2 Persei

Observation data Epoch J2000 Equinox ICRS
- Constellation: Perseus
- Right ascension: 01^{h} 52^{m} 09.3723^{s}
- Declination: +50° 47′ 34.054″
- Apparent magnitude (V): 5.70

Characteristics
- Evolutionary stage: main sequence
- Spectral type: B9pHgMn
- B−V color index: −0.067±0.004

Astrometry
- Radial velocity (R_{v}): 11.4±0.2 km/s
- Proper motion (μ): RA: +17.532 mas/yr Dec.: −29.090 mas/yr
- Parallax (π): 6.8219±0.1092 mas
- Distance: 478 ± 8 ly (147 ± 2 pc)
- Absolute magnitude (M_{V}): −0.14

Orbit
- Primary: 2 Persei A
- Name: 2 Persei B
- Period (P): 5.62698±0.00002 d
- Eccentricity (e): 0.024±0.011
- Periastron epoch (T): 2440281.3±0.4 JD
- Argument of periastron (ω) (primary): 208±24°
- Semi-amplitude (K_{1}) (primary): 26.5±0.3 km/s

Details
- Mass: 3.199+0.024 −0.023 M_{☉}
- Radius: 3.72+0.88 −0.20 R_{☉}
- Luminosity: 156+60 −30 L_{☉}
- Surface gravity (log g): 3.73+0.95 −0.21 cgs
- Temperature: 11,217+938 −101 K
- Metallicity [Fe/H]: −0.74+0.05 −0.03 dex
- Rotational velocity (v sin i): 25 km/s
- Age: 233+90 −70 Myr
- Other designations: BD+50°379, FK5 1052, HD 11291, HIP 8714, HR 536, SAO 22696

Database references
- SIMBAD: data

= 2 Persei =

Star in the constellation Perseus

2 Persei is a binary star system in the northern constellation Perseus, located around 500 light years away from the Sun. It is visible to the naked eye as a faint, blue-white hued star with an apparent visual magnitude is 5.70. The system is moving further away from the Earth with a heliocentric radial velocity of 11 km/s.

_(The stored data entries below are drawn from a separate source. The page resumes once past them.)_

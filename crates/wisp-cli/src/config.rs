//! Configuration system for the WISP relay.

use serde::{Deserialize, Serialize};
use std::fs;
use std::net::{IpAddr, SocketAddr};
use std::path::{Path, PathBuf};
use std::time::Duration;
use wisp_discovery::relay::{ProtocolConfig, ServerConfig};

/// Upper bound on the frame size the relay accepts
const MAX_FRAME_LIMIT: usize = 64 * 1024 * 1024;

/// Relay configuration
#[derive(Debug, Clone, Serialize, Deserialize, Default)]
pub struct Config {
    /// Listener configuration
    #[serde(default)]
    pub relay: RelayConfig,
    /// Wire protocol configuration
    #[serde(default)]
    pub protocol: ProtocolSection,
    /// Logging configuration
    #[serde(default)]
    pub logging: LoggingConfig,
}

/// Listener configuration
#[derive(Debug, Clone, Serialize, Deserialize)]
pub struct RelayConfig {
    /// Address to bind
    #[serde(default = "default_host")]
    pub host: String,
    /// Port to bind
    #[serde(default = "default_port")]
    pub port: u16,
    /// TLS certificate chain (PEM)
    #[serde(skip_serializing_if = "Option::is_none")]
    pub cert: Option<PathBuf>,
    /// TLS private key (PEM)
    #[serde(skip_serializing_if = "Option::is_none")]
    pub key: Option<PathBuf>,
    /// Concurrent endpoint connections
    #[serde(default = "default_max_connections")]
    pub max_connections: usize,
    /// Bound on connect attempts without their own timeout, in seconds
    #[serde(default = "default_connect_timeout")]
    pub connect_timeout_secs: u64,
    /// Bound on a TLS handshake, in seconds
    #[serde(default = "default_tls_handshake_timeout")]
    pub tls_handshake_timeout_secs: u64,
}

/// Wire protocol configuration
#[derive(Debug, Clone, Serialize, Deserialize)]
pub struct ProtocolSection {
    /// Seconds between pings
    #[serde(default = "default_heartbeat_interval")]
    pub heartbeat_interval_secs: u64,
    /// Largest frame accepted or sent
    #[serde(default = "default_max_frame_size")]
    pub max_frame_size: usize,
}

/// Logging configuration
#[derive(Debug, Clone, Serialize, Deserialize)]
pub struct LoggingConfig {
    /// Log level
    #[serde(default = "default_log_level")]
    pub level: String,
}

// Default values

fn default_host() -> String {
    "0.0.0.0".to_string()
}

fn default_port() -> u16 {
    49737
}

fn default_max_connections() -> usize {
    10_000
}

fn default_connect_timeout() -> u64 {
    30
}

fn default_tls_handshake_timeout() -> u64 {
    10
}

fn default_heartbeat_interval() -> u64 {
    15
}

fn default_max_frame_size() -> usize {
    wisp_core::DEFAULT_MAX_FRAME_SIZE
}

fn default_log_level() -> String {
    "info".to_string()
}

impl Default for RelayConfig {
    fn default() -> Self {
        Self {
            host: default_host(),
            port: default_port(),
            cert: None,
            key: None,
            max_connections: default_max_connections(),
            connect_timeout_secs: default_connect_timeout(),
            tls_handshake_timeout_secs: default_tls_handshake_timeout(),
        }
    }
}

impl Default for ProtocolSection {
    fn default() -> Self {
        Self {
            heartbeat_interval_secs: default_heartbeat_interval(),
            max_frame_size: default_max_frame_size(),
        }
    }
}

impl Default for LoggingConfig {
    fn default() -> Self {
        Self {
            level: default_log_level(),
        }
    }
}

impl Config {
    /// Load configuration from file
    ///
    /// # Errors
    ///
    /// Returns an error if the file cannot be read or parsed.
    pub fn load<P: AsRef<Path>>(path: P) -> anyhow::Result<Self> {
        let contents = fs::read_to_string(path)?;
        let config: Self = toml::from_str(&contents)?;
        Ok(config)
    }

    /// Get default config path
    #[must_use]
    pub fn default_path() -> PathBuf {
        dirs::config_dir()
            .unwrap_or_else(|| PathBuf::from("/tmp"))
            .join("wisp/relay.toml")
    }

    /// Load config from the default path, or defaults if there is none
    ///
    /// # Errors
    ///
    /// Returns an error if an existing file cannot be read or parsed.
    pub fn load_or_default() -> anyhow::Result<Self> {
        let path = Self::default_path();
        if path.exists() {
            Self::load(&path)
        } else {
            Ok(Self::default())
        }
    }

    /// Address to listen on
    ///
    /// # Errors
    ///
    /// Returns an error if the host is not an IP address.
    pub fn listen_addr(&self) -> anyhow::Result<SocketAddr> {
        let host: IpAddr = self
            .relay
            .host
            .parse()
            .map_err(|_| anyhow::anyhow!("Invalid host: {}", self.relay.host))?;
        Ok(SocketAddr::new(host, self.relay.port))
    }

    /// TLS files, when both are configured
    #[must_use]
    pub fn tls_files(&self) -> Option<(&Path, &Path)> {
        match (&self.relay.cert, &self.relay.key) {
            (Some(cert), Some(key)) => Some((cert, key)),
            _ => None,
        }
    }

    /// Relay server settings
    #[must_use]
    pub fn server_config(&self) -> ServerConfig {
        ServerConfig {
            protocol: ProtocolConfig {
                heartbeat_interval: Duration::from_secs(self.protocol.heartbeat_interval_secs),
                max_frame_size: self.protocol.max_frame_size,
                ..ProtocolConfig::default()
            },
            connect_timeout: Duration::from_secs(self.relay.connect_timeout_secs),
        }
    }

    /// Validate configuration
    ///
    /// # Errors
    ///
    /// Returns an error if configuration is invalid.
    pub fn validate(&self) -> anyhow::Result<()> {
        self.listen_addr()?;

        if self.relay.cert.is_some() != self.relay.key.is_some() {
            anyhow::bail!("TLS needs both a certificate and a key");
        }

        if self.relay.max_connections == 0 {
            anyhow::bail!("Max connections must be at least 1");
        }

        if self.relay.connect_timeout_secs == 0 {
            anyhow::bail!("Connect timeout must be at least 1 second");
        }

        if self.protocol.heartbeat_interval_secs == 0 {
            anyhow::bail!("Heartbeat interval must be at least 1 second");
        }

        // Room for the largest fixed-size frame (NoiseReply with every field)
        if self.protocol.max_frame_size < 1024 || self.protocol.max_frame_size > MAX_FRAME_LIMIT {
            anyhow::bail!("Max frame size must be between 1KB and 64MB");
        }

        let valid_log_levels = ["trace", "debug", "info", "warn", "error"];
        if !valid_log_levels.contains(&self.logging.level.to_lowercase().as_str()) {
            anyhow::bail!(
                "Invalid log level: {}. Must be one of: {}",
                self.logging.level,
                valid_log_levels.join(", ")
            );
        }

        Ok(())
    }
}

#[cfg(test)]
mod tests {
    use super::*;
    use std::io::Write;

    #[test]
    fn test_default_config() {
        let config = Config::default();
        assert_eq!(config.relay.host, "0.0.0.0");
        assert_eq!(config.relay.port, 49737);
        assert_eq!(config.protocol.heartbeat_interval_secs, 15);
        assert_eq!(config.logging.level, "info");
        assert!(config.tls_files().is_none());
        assert!(config.validate().is_ok());
    }

    #[test]
    fn test_config_validation() {
        let mut config = Config::default();

        config.relay.host = "relay.example.com".to_string();
        assert!(config.validate().is_err());

        config.relay.host = "::1".to_string();
        config.relay.cert = Some(PathBuf::from("cert.pem"));
        assert!(config.validate().is_err());
        config.relay.key = Some(PathBuf::from("key.pem"));
        assert!(config.validate().is_ok());

        config.protocol.max_frame_size = 10;
        assert!(config.validate().is_err());

        config.protocol.max_frame_size = default_max_frame_size();
        config.logging.level = "loud".to_string();
        assert!(config.validate().is_err());
    }

    #[test]
    fn test_partial_file_uses_defaults() {
        let mut file = tempfile::NamedTempFile::new().unwrap();
        writeln!(file, "[relay]\nport = 9000\n\n[logging]\nlevel = \"debug\"").unwrap();

        let config = Config::load(file.path()).unwrap();
        assert_eq!(config.relay.port, 9000);
        assert_eq!(config.relay.host, "0.0.0.0");
        assert_eq!(config.logging.level, "debug");
        assert_eq!(config.protocol.max_frame_size, wisp_core::DEFAULT_MAX_FRAME_SIZE);
    }

    #[test]
    fn test_server_config() {
        let mut config = Config::default();
        config.protocol.heartbeat_interval_secs = 5;
        config.relay.connect_timeout_secs = 7;
        let server = config.server_config();
        assert_eq!(server.protocol.heartbeat_interval, Duration::from_secs(5));
        assert_eq!(server.protocol.failsafe_timeout(), Duration::from_secs(15));
        assert_eq!(server.connect_timeout, Duration::from_secs(7));
    }

    #[test]
    fn test_toml_serialization() {
        let config = Config::default();
        let toml_str = toml::to_string(&config).unwrap();
        let deserialized: Config = toml::from_str(&toml_str).unwrap();

        assert_eq!(config.relay.port, deserialized.relay.port);
        assert_eq!(config.protocol.max_frame_size, deserialized.protocol.max_frame_size);
    }
}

In 1970 radial velocity measurements from spectrograms taken at David Dunlap Observatory indicated it was a single-lined spectroscopic binary. Follow up observations led to the determination that it had a nearly circular orbit with a period of 5.6 days. The visible component is a chemically peculiar mercury-manganese star with a stellar classification of B9pHgMn. Other analyses of its spectrum have assigned it the giant star spectral type of B9III.